Cisco DevNet Nairobi DevOps Community Python Ansible Terraform Telemetry

👋 Welcome

To everyone joining from the Nairobi DevOps Community and beyond: welcome. This repository is your central hub for demos, code, and homework throughout the course. Whether you are a seasoned network engineer taking your first steps into programmability, or a developer stepping into the networking world, you are in the right place.

Glad to have you here. Let's build something real.


🤔 Why Code-Driven Networking Is Overdue

APIs, structured data, version-controlled configs, infrastructure as code. The tools have been here for years. Yet a large portion of the industry still reaches for the CLI first. The resistance comes down to three things:

1. 🤝 Trust in the code. Running a script against 200 routers feels riskier than typing a command, but that gap closes fast once you work with tools that are actually robust and idempotent.

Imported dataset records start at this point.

/// Creates a new Layer instance for the adopted layer, and ensures it is found from the remote
/// storage on successful return without the adopted layer being added to `index_part.json`.
async fn remote_copy(
    adopted: &Layer,
    adoptee: &Arc<Timeline>,
    generation: Generation,
    cancel: &CancellationToken,
) -> Result<Layer, Error> {
    use Error::CopyFailed;

    // depending if Layer::keep_resident we could hardlink

    let mut metadata = adopted.metadata();
    debug_assert!(metadata.generation <= generation);
    metadata.generation = generation;

    let owned = crate::tenant::storage_layer::Layer::for_evicted(
        adoptee.conf,
        adoptee,
        adopted.layer_desc().layer_name(),
        metadata,
    );

    // FIXME: better shuttingdown error
    adoptee
        .remote_client
        .copy_timeline_layer(adopted, &owned, cancel)
        .await
        .map(move |()| owned)
        .map_err(CopyFailed)
}

/// See [`Timeline::complete_detaching_timeline_ancestor`].
pub(super) async fn complete(
    detached: &Arc<Timeline>,
    tenant: &Tenant,
    prepared: PreparedTimelineDetach,
    _ctx: &RequestContext,
) -> Result<Vec<TimelineId>, anyhow::Error> {
    let PreparedTimelineDetach { layers } = prepared;

    let ancestor = detached
        .get_ancestor_timeline()
        .expect("must still have a ancestor");
    let ancestor_lsn = detached.get_ancestor_lsn();

    // publish the prepared layers before we reparent any of the timelines, so that on restart
    // reparented timelines find layers. also do the actual detaching.
    //
    // if we crash after this operation, we will at least come up having detached a timeline, but
    // we cannot go back and reparent the timelines which would had been reparented in normal
    // execution.
    //
    // this is not perfect, but it avoids us a retry happening after a compaction or gc on restart
    // which could give us a completely wrong layer combination.
    detached
        .remote_client
        .schedule_adding_existing_layers_to_index_detach_and_wait(
            &layers,
            (ancestor.timeline_id, ancestor_lsn),
        )
        .await?;

    let mut tasks = tokio::task::JoinSet::new();

    // because we are now keeping the slot in progress, it is unlikely that there will be any
    // timeline deletions during this time. if we raced one, then we'll just ignore it.
    tenant
        .timelines
        .lock()
        .unwrap()
        .values()
        .filter_map(|tl| {
            if Arc::ptr_eq(tl, detached) {
                return None;
            }

            if !tl.is_active() {
                return None;
            }

            let tl_ancestor = tl.ancestor_timeline.as_ref()?;
            let is_same = Arc::ptr_eq(&ancestor, tl_ancestor);
            let is_earlier = tl.get_ancestor_lsn() <= ancestor_lsn;

            let is_deleting = tl
                .delete_progress
                .try_lock()
                .map(|flow| !flow.is_not_started())
                .unwrap_or(true);

            if is_same && is_earlier && !is_deleting {
                Some(tl.clone())
            } else {
                None
            }
        })
        .for_each(|timeline| {
            // important in this scope: we are holding the Tenant::timelines lock
            let span = tracing::info_span!("reparent", reparented=%timeline.timeline_id);
            let new_parent = detached.timeline_id;

            tasks.spawn(
                async move {
                    let res = timeline
                        .remote_client
                        .schedule_reparenting_and_wait(&new_parent)
                        .await;

                    match res {
                        Ok(()) => Some(timeline),
                        Err(e) => {
                            // with the use of tenant slot, we no longer expect these.
                            tracing::warn!("reparenting failed: {e:#}");
                            None
                        }
                    }
                }
                .instrument(span),
            );
        });

    let reparenting_candidates = tasks.len();
    let mut reparented = Vec::with_capacity(tasks.len());

    while let Some(res) = tasks.join_next().await {
        match res {
            Ok(Some(timeline)) => {
                tracing::info!(reparented=%timeline.timeline_id, "reparenting done");
                reparented.push((timeline.ancestor_lsn, timeline.timeline_id));
            }
            Ok(None) => {
                // lets just ignore this for now. one or all reparented timelines could had
                // started deletion, and that is fine.
            }
            Err(je) if je.is_cancelled() => unreachable!("not used"),
            Err(je) if je.is_panic() => {
                // ignore; it's better to continue with a single reparenting failing (or even
                // all of them) in order to get to the goal state.
                //
                // these timelines will never be reparentable, but they can be always detached as
                // separate tree roots.
            }
            Err(je) => tracing::error!("unexpected join error: {je:?}"),
        }
    }

    if reparenting_candidates != reparented.len() {
        tracing::info!("failed to reparent some candidates");
    }

    reparented.sort_unstable();

    let reparented = reparented
        .into_iter()
        .map(|(_, timeline_id)| timeline_id)
        .collect();

    Ok(reparented)
}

2. 🧰 Knowledge of the right stack. There is a real difference between a fragile loop of send_command() calls and a production-grade solution built on Ansible, Terraform, or model-driven APIs. Knowing which tool fits which problem is the craft.

3. 🚀 A shift in roles. Automation does not replace the network engineer. It upgrades the job. Configuration becomes a codebase, changes go through review, and tools become part of a much bigger workflow.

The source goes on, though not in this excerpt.